WHAT YOU SHOULD DO :: Search the entries below for the string "derive" and copy the lines that hold it.

::: DATA :::

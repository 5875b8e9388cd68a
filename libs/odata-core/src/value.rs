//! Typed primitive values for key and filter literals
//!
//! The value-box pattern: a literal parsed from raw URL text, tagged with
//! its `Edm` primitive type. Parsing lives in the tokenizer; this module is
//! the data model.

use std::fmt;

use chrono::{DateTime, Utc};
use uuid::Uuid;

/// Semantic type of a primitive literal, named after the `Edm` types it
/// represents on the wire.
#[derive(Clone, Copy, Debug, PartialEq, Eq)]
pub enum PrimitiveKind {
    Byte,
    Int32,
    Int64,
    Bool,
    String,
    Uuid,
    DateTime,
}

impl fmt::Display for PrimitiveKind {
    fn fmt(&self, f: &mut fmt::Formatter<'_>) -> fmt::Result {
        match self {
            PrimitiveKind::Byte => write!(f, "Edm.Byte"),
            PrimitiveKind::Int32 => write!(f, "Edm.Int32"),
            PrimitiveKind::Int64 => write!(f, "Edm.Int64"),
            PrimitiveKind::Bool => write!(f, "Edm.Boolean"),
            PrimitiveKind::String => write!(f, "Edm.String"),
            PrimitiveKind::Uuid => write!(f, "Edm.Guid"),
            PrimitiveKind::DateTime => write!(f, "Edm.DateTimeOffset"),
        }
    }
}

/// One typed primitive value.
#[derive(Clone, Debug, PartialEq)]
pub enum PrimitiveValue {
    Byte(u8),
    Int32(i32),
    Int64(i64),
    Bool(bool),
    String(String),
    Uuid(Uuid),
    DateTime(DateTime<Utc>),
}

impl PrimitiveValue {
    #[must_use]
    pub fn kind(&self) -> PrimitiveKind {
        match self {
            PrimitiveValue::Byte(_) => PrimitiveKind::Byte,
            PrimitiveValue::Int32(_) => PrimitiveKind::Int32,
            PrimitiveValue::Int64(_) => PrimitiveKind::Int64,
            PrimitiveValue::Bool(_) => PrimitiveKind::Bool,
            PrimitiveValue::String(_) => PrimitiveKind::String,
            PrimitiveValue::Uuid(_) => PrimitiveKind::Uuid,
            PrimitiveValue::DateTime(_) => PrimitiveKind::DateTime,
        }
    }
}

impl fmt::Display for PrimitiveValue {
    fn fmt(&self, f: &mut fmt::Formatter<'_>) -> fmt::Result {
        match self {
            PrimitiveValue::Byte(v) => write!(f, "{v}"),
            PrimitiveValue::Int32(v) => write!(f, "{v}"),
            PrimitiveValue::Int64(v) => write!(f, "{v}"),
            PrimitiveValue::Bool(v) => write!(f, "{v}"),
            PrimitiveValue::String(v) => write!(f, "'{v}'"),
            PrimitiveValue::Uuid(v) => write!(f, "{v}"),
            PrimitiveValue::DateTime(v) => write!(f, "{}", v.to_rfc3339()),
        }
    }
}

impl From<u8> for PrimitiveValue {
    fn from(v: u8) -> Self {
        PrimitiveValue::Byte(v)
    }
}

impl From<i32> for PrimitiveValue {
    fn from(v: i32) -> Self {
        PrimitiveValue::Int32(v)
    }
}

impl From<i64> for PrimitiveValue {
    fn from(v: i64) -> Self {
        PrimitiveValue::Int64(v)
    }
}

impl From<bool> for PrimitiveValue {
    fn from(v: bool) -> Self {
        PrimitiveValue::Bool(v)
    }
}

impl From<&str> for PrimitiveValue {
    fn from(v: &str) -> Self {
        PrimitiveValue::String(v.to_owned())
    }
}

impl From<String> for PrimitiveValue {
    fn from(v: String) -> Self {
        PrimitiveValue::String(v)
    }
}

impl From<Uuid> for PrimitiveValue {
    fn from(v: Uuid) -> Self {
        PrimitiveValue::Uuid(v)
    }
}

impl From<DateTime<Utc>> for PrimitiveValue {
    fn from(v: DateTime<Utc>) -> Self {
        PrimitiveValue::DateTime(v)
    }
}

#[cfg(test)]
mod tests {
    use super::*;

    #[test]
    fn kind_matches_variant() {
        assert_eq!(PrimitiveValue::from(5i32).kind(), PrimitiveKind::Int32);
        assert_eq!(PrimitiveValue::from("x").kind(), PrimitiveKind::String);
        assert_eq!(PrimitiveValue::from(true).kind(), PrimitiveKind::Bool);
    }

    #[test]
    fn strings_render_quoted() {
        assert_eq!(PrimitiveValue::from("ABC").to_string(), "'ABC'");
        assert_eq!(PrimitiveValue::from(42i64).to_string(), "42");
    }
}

:::

WRITTEN SOLUTION ::
#[derive(Clone, Copy, Debug, PartialEq, Eq)]
#[derive(Clone, Debug, PartialEq)]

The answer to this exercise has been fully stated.